20-year-old Raul Oaida, a self-taught technology genius, has built the world’s first life-size LEGO car using 500,000 pieces. It’s not just a model, you can actually drive it. And the fuel costs nothing, because the car runs on air!
Oaida’s partner in this project was Australian entrepreneur, Steve Sammartino. The car was built in Romania, Oaida’s home country, and delivered to Melbourne, Australia for a test drive. Together, they named it the ‘Super Awesome Micro Project’ (I think the name is perfect!).

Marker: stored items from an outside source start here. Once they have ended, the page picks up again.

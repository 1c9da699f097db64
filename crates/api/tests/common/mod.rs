#![allow(dead_code)]

use std::path::Path;
use std::sync::Arc;

use axum::body::Body;
use axum::http::{Method, Request, Response};
use axum::Router;
use http_body_util::BodyExt;
use tempfile::TempDir;
use tower::ServiceExt;

use reviewgate_api::config::ServerConfig;
use reviewgate_api::router::build_app_router;
use reviewgate_api::state::AppState;
use reviewgate_core::feedback::CategorySet;
use reviewgate_db::JsonStore;

pub const BUSINESSES: &str = r#"{
  "cafe-1": {
    "name": "Corner Cafe",
    "description": "Coffee and cake since 1998",
    "image": "/img/cafe.jpg",
    "gmb_url": "https://g.page/r/corner-cafe/review"
  },
  "barber-7": {
    "name": "Sharp Cuts",
    "gmb_url": "https://g.page/r/sharp-cuts/review"
  }
}"#;

pub const INDEX_HTML: &str = "<!doctype html><title>Rate us</title><div id=\"stars\"></div>";

/// A router over a throwaway data directory. Keep `dir` alive for the test.
pub struct TestApp {
    pub router: Router,
    pub dir: TempDir,
}

impl TestApp {
    pub fn data_dir(&self) -> std::path::PathBuf {
        self.dir.path().join("data")
    }
}

/// Build a test `ServerConfig` rooted at `root`.
pub fn test_config(root: &Path, categories: CategorySet) -> ServerConfig {
    ServerConfig {
        host: "127.0.0.1".to_string(),
        port: 0,
        cors_origins: vec!["http://localhost:3000".to_string()],
        request_timeout_secs: 30,
        database_url: None,
        data_dir: root.join("data"),
        public_dir: root.join("public"),
        feedback_categories: categories,
    }
}

/// Build the full application router backed by a seeded JSON store.
pub async fn build_test_app() -> TestApp {
    build_test_app_with(CategorySet::default()).await
}

pub async fn build_test_app_with(categories: CategorySet) -> TestApp {
    let dir = tempfile::tempdir().unwrap();
    let config = test_config(dir.path(), categories);

    std::fs::create_dir_all(&config.data_dir).unwrap();
    std::fs::write(config.data_dir.join("businesses.json"), BUSINESSES).unwrap();
    std::fs::create_dir_all(&config.public_dir).unwrap();
    std::fs::write(config.public_dir.join("index.html"), INDEX_HTML).unwrap();

    let store = JsonStore::open(&config.data_dir).await.unwrap();
    let state = AppState {
        store: Arc::new(store),
        config: Arc::new(config.clone()),
    };

    TestApp {
        router: build_app_router(state, &config),
        dir,
    }
}

pub async fn get(app: &Router, uri: &str) -> Response<Body> {
    let request = Request::builder()
        .method(Method::GET)
        .uri(uri)
        .body(Body::empty())
        .unwrap();
    app.clone().oneshot(request).await.unwrap()
}

pub async fn post_json(app: &Router, uri: &str, body: serde_json::Value) -> Response<Body> {
    let request = Request::builder()
        .method(Method::POST)
        .uri(uri)
        .header("content-type", "application/json")
        .body(Body::from(body.to_string()))
        .unwrap();
    app.clone().oneshot(request).await.unwrap()
}

pub async fn body_bytes(response: Response<Body>) -> Vec<u8> {
    response.into_body().collect().await.unwrap().to_bytes().to_vec()
}

pub async fn body_json(response: Response<Body>) -> serde_json::Value {
    serde_json::from_slice(&body_bytes(response).await).unwrap()
}
use axum::http::StatusCode;
use axum::response::{IntoResponse, Response};
use reviewgate_core::error::CoreError;
use reviewgate_db::StoreError;
use serde_json::json;

/// Application-level error type for HTTP handlers.
///
/// Wraps [`CoreError`] for domain errors and [`StoreError`] for persistence
/// failures, and adds HTTP-specific variants. Implements [`IntoResponse`] to
/// produce consistent `{ "error", "code" }` JSON bodies.
#[derive(Debug, thiserror::Error)]
pub enum AppError {
    /// A domain-level error from `reviewgate_core`.
    #[error(transparent)]
    Core(#[from] CoreError),

    /// A storage backend failure.
    #[error("Store error: {0}")]
    Store(#[from] StoreError),

    /// The requested resource does not exist; the message is shown as-is.
    #[error("Not found: {0}")]
    NotFound(String),

    /// A bad request with a human-readable message.
    #[error("Bad request: {0}")]
    BadRequest(String),
}

/// Convenience type alias for handler return values.
pub type AppResult<T> = Result<T, AppError>;

impl IntoResponse for AppError {
    fn into_response(self) -> Response {
        let (status, code, message) = match &self {
            // --- CoreError variants ---
            AppError::Core(core) => match core {
                CoreError::Validation(msg) => {
                    (StatusCode::BAD_REQUEST, "VALIDATION_ERROR", msg.clone())
                }
                CoreError::Rejected(rejection) => (
                    StatusCode::BAD_REQUEST,
                    "VALIDATION_ERROR",
                    rejection.to_string(),
                ),
            },

            // --- Store errors ---
            AppError::Store(err) => {
                tracing::error!(error = %err, "Store error");
                internal()
            }

            // --- HTTP-specific errors ---
            AppError::NotFound(msg) => (StatusCode::NOT_FOUND, "NOT_FOUND", msg.clone()),
            AppError::BadRequest(msg) => (StatusCode::BAD_REQUEST, "BAD_REQUEST", msg.clone()),
        };

        let body = json!({
            "error": message,
            "code": code,
        });

        (status, axum::Json(body)).into_response()
    }
}

/// Sanitized 500 triple; details only go to the log.
fn internal() -> (StatusCode, &'static str, String) {
    (
        StatusCode::INTERNAL_SERVER_ERROR,
        "INTERNAL_ERROR",
        "An internal error occurred".to_string(),
    )
}
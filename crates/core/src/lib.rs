//! Domain logic for the review gate: the rating router that decides between
//! an external review redirect and internal feedback collection, and the
//! feedback validator that guards persistence.
//!
//! Nothing in this crate performs I/O.

pub mod error;
pub mod feedback;
pub mod rating;
pub mod types;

The engine of the car is also entirely made of LEGO. It has “four orbital engines and a total of 256 pistons.” According to the project website, the top speed isn’t very impressive, around 20 to 30 km. “We were scared of a Lego explosion so we drove it slowly,” the founders wrote. Steve and Oaida say that the project was possible only because of the internet. The two even met online, when Steve accepted Oaida’s Skype request. “I’m teaching him about business and he’s teaching me a bit about physics,” Steve told the press.
On the website, Steve tells us that he only had to send out a single tweet about the project to get crowd funding. “Anyone interested in investing $500 to $1,000 in a project which is awesome & a world first tweet me. Need about 20 participants,” he tweeted. He ended up getting 40 investors.
The massive Lego contraption can comfortably seat two people. Of course, after a long ride you’d probably have LEGO patterns all over your bottoms. I’m not much of a physics person, so I can’t really tell you how the car works. But I watched the video, and I can tell you this much: it works! It sure does take a genius mind to build something so complex.
Oaida was in the news earlier this year when he designed and built a turbo bicycle powered by a jet engine. The cycle was capable of traveling at speeds up to 41 kmph. Oaida had also built a steam engine at age 15 that won him a prize at a school competition. I think this is just the beginning. We can expect some great inventions from Oaida in the future. Wait and watch!